Beginning at the first line of the data, print each line exactly, stopping after the line that contains "use std::rc::Rc;".

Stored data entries
[Start of Attachment]
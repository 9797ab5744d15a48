// Copyright 2026 the Orogen Authors
// SPDX-License-Identifier: Apache-2.0 OR MIT

//! A recording, scripted device.
//!
//! Every capability either records what games do with it (logs, copies,
//! preloads, cleanups) or is driven explicitly by test code (timer firing,
//! network responses, load settlement), so whole games run headlessly and
//! deterministically.

use std::cell::RefCell;
use std::collections::{HashMap, HashSet, VecDeque};
use std::rc::Rc;

use orogen_core::device::{
    Alerts, Audio, Clipboard, Device, FileRef, LoadTicket, Network, NetworkCallback,
    TimerCallback, TimerId,
};
use orogen_core::size::{GameConfig, ResolvedSize, resolve_size};

/// A queued HTTP request captured by [`TestNetwork`].
pub struct PendingRequest {
    /// HTTP method name.
    pub method: &'static str,
    /// Request URL.
    pub url: String,
    /// Request body, empty for GET and DELETE.
    pub body: String,
    callback: NetworkCallback,
}

impl std::fmt::Debug for PendingRequest {
    fn fmt(&self, f: &mut std::fmt::Formatter<'_>) -> std::fmt::Result {
        write!(f, "{} {}", self.method, self.url)
    }
}

/// Captures requests until the test responds to them.
#[derive(Debug, Default)]
pub struct TestNetwork {
    /// Requests awaiting a response, oldest first.
    pub pending: Vec<PendingRequest>,
}

impl TestNetwork {
    /// Responds to every pending request with the same body.
    pub fn respond_all(&mut self, body: &str) {
        for request in self.pending.drain(..) {
            (request.callback)(body);
        }
    }
}

impl Network for TestNetwork {
    fn get(&mut self, url: &str, on_response: NetworkCallback) {
        self.pending.push(PendingRequest {
            method: "GET",
            url: url.into(),
            body: String::new(),
            callback: on_response,
        });
    }

    fn post(&mut self, url: &str, body: &str, on_response: NetworkCallback) {
        self.pending.push(PendingRequest {
            method: "POST",
            url: url.into(),
            body: body.into(),
            callback: on_response,
        });
    }

    fn put(&mut self, url: &str, body: &str, on_response: NetworkCallback) {
        self.pending.push(PendingRequest {
            method: "PUT",
            url: url.into(),
            body: body.into(),
            callback: on_response,
        });
    }

    fn delete(&mut self, url: &str, on_response: NetworkCallback) {
        self.pending.push(PendingRequest {
            method: "DELETE",
            url: url.into(),
            body: String::new(),
            callback: on_response,
        });
    }
}

/// In-memory key/value storage.
#[derive(Debug, Default)]
pub struct TestStorage {
    /// Backing map, directly inspectable.
    pub map: HashMap<String, String>,
}

impl orogen_core::device::Storage for TestStorage {
    fn get_item(&mut self, key: &str) -> Option<String> {
        self.map.get(key).cloned()
    }

    fn set_item(&mut self, key: &str, value: Option<&str>) {
        match value {
            Some(value) => {
                self.map.insert(key.into(), value.into());
            }
            None => {
                self.map.remove(key);
            }
        }
    }
}

/// Records alert messages and answers `ok_cancel` with a scripted choice.
#[derive(Debug)]
pub struct TestAlerts {
    /// Messages shown, in order.
    pub messages: Vec<String>,
    /// The answer every `ok_cancel` receives.
    pub response: bool,
}

impl Default for TestAlerts {
    fn default() -> Self {
        Self {
            messages: Vec::new(),
            response: true,
        }
    }
}

impl Alerts for TestAlerts {
    fn ok(&mut self, message: &str, on_close: Option<Box<dyn FnOnce()>>) {
        self.messages.push(message.into());
        if let Some(on_close) = on_close {
            on_close();
        }
    }

    fn ok_cancel(&mut self, message: &str, on_response: Box<dyn FnOnce(bool)>) {
        self.messages.push(message.into());
        on_response(self.response);
    }
}

/// Records copied text; every copy succeeds.
#[derive(Debug, Default)]
pub struct TestClipboard {
    /// Copied strings, in order.
    pub copied: Vec<String>,
}

impl Clipboard for TestClipboard {
    fn copy(&mut self, text: &str, on_complete: Box<dyn FnOnce(bool)>) {
        self.copied.push(text.into());
        on_complete(true);
    }
}

struct TestAudioHandle {
    filename: String,
    events: Rc<RefCell<Vec<String>>>,
}

impl Audio for TestAudioHandle {
    fn play(&mut self, from_position: Option<f64>, looped: bool) {
        self.events.borrow_mut().push(format!(
            "play:{}:{}:{looped}",
            self.filename,
            from_position.unwrap_or(0.0)
        ));
    }

    fn pause(&mut self) {
        self.events.borrow_mut().push(format!("pause:{}", self.filename));
    }

    fn position(&self) -> f64 {
        0.0
    }

    fn duration(&self) -> f64 {
        0.0
    }

    fn set_volume(&mut self, volume: f64) {
        self.events
            .borrow_mut()
            .push(format!("volume:{}:{volume}", self.filename));
    }

    fn volume(&self) -> f64 {
        1.0
    }
}

/// A fully scripted [`Device`].
pub struct TestDevice {
    size: ResolvedSize,
    config: GameConfig,
    /// Every `log` line, in order.
    pub logs: Vec<String>,
    /// Values served by `random`, cycled; defaults to 0.5 when empty.
    pub random_values: VecDeque<f64>,
    /// The wall clock served by `now_millis`.
    pub wall_clock_ms: f64,
    /// Whether `is_touch_screen` reports a touch screen.
    pub touch_screen: bool,
    /// HTTP double; respond via [`TestNetwork::respond_all`].
    pub net: TestNetwork,
    /// Storage double.
    pub store: TestStorage,
    /// Alerts double.
    pub dialogs: TestAlerts,
    /// Clipboard double.
    pub clip: TestClipboard,
    /// Audio playback events from every handle, in order.
    pub audio_events: Rc<RefCell<Vec<String>>>,
    /// Every `preload_files` call: the container path and its files.
    pub preloads: Vec<(String, Vec<FileRef>)>,
    /// Every `cleanup_files` call, in order.
    pub cleanups: Vec<String>,
    /// Whether new preloads settle immediately.
    pub auto_settle: bool,
    unsettled: HashSet<u64>,
    next_ticket: u64,
    timers: Vec<(TimerId, f64, Option<TimerCallback>)>,
    paused_timers: HashSet<u64>,
    next_timer: u64,
}

impl TestDevice {
    /// A device showing `config` at the given physical dimensions.
    #[must_use]
    pub fn new(config: GameConfig, device_width: f64, device_height: f64) -> Self {
        let size = resolve_size(&config.size, device_width, device_height);
        Self {
            size,
            config,
            logs: Vec::new(),
            random_values: VecDeque::new(),
            wall_clock_ms: 0.0,
            touch_screen: false,
            net: TestNetwork::default(),
            store: TestStorage::default(),
            dialogs: TestAlerts::default(),
            clip: TestClipboard::default(),
            audio_events: Rc::new(RefCell::new(Vec::new())),
            preloads: Vec::new(),
            cleanups: Vec::new(),
            auto_settle: true,
            unsettled: HashSet::new(),
            next_ticket: 0,
            timers: Vec::new(),
            paused_timers: HashSet::new(),
            next_timer: 0,
        }
    }

    /// Re-resolves the viewport for new physical dimensions.
    ///
    /// Callers must also invoke
    /// [`SpriteTree::notify_resize`](orogen_core::tree::SpriteTree::notify_resize)
    /// so caches invalidate, as a real host would.
    pub fn resize(&mut self, device_width: f64, device_height: f64) {
        self.size = resolve_size(&self.config.size, device_width, device_height);
    }

    /// Fires every running timer's callback, regardless of duration.
    pub fn fire_timers(&mut self) {
        let timers = std::mem::take(&mut self.timers);
        for (id, duration, callback) in timers {
            match callback {
                Some(callback) if !self.paused_timers.contains(&id.0) => callback(),
                Some(callback) => {
                    self.timers.push((id, duration, Some(callback)));
                }
                None => {}
            }
        }
    }

    /// Marks every in-flight preload as settled.
    pub fn settle_loads(&mut self) {
        self.unsettled.clear();
    }
}

impl std::fmt::Debug for TestDevice {
    fn fmt(&self, f: &mut std::fmt::Formatter<'_>) -> std::fmt::Result {
        write!(
            f,
            "TestDevice(logs: {}, timers: {}, pending requests: {})",
            self.logs.len(),
            self.timers.len(),
            self.net.pending.len()
        )
    }
}

impl Device for TestDevice {
    fn size(&self) -> ResolvedSize {
        self.size
    }

    fn log(&mut self, message: &str) {
        self.logs.push(message.into());
    }

    fn random(&mut self) -> f64 {
        match self.random_values.pop_front() {
            Some(value) => {
                self.random_values.push_back(value);
                value
            }
            None => 0.5,
        }
    }

    fn now_millis(&mut self) -> f64 {
        self.wall_clock_ms
    }

    fn is_touch_screen(&self) -> bool {
        self.touch_screen
    }

    fn timer_start(&mut self, duration_ms: f64, callback: TimerCallback) -> TimerId {
        self.next_timer += 1;
        let id = TimerId(self.next_timer);
        self.timers.push((id, duration_ms, Some(callback)));
        id
    }

    fn timer_pause(&mut self, id: TimerId) {
        self.paused_timers.insert(id.0);
    }

    fn timer_resume(&mut self, id: TimerId) {
        self.paused_timers.remove(&id.0);
    }

    fn timer_cancel(&mut self, id: TimerId) {
        for (timer_id, _, callback) in &mut self.timers {
            if *timer_id == id {
                *callback = None;
            }
        }
    }

    fn audio(&mut self, filename: &str) -> Box<dyn Audio> {
        Box::new(TestAudioHandle {
            filename: filename.into(),
            events: Rc::clone(&self.audio_events),
        })
    }

    fn network(&mut self) -> &mut dyn Network {
        &mut self.net
    }

    fn storage(&mut self) -> &mut dyn orogen_core::device::Storage {
        &mut self.store
    }

    fn alerts(&mut self) -> &mut dyn Alerts {
        &mut self.dialogs
    }

    fn clipboard(&mut self) -> &mut dyn Clipboard {
        &mut self.clip
    }

    fn preload_files(&mut self, global_id: &str, files: &[FileRef]) -> LoadTicket {
        self.preloads.push((global_id.into(), files.to_vec()));
        self.next_ticket += 1;
        if !self.auto_settle {
            self.unsettled.insert(self.next_ticket);
        }
        LoadTicket(self.next_ticket)
    }

    fn load_settled(&self, ticket: LoadTicket) -> bool {
        !self.unsettled.contains(&ticket.0)
    }

    fn cleanup_files(&mut self, global_id: &str) {
        self.cleanups.push(global_id.into());
    }
}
[End of Attachment]
## Solution below
repository 9797ab5744d15a48
// Copyright 2026 the Orogen Authors
// SPDX-License-Identifier: Apache-2.0 OR MIT

//! A recording, scripted device.
//!
//! Every capability either records what games do with it (logs, copies,
//! preloads, cleanups) or is driven explicitly by test code (timer firing,
//! network responses, load settlement), so whole games run headlessly and
//! deterministically.

use std::cell::RefCell;
use std::collections::{HashMap, HashSet, VecDeque};
use std::rc::Rc;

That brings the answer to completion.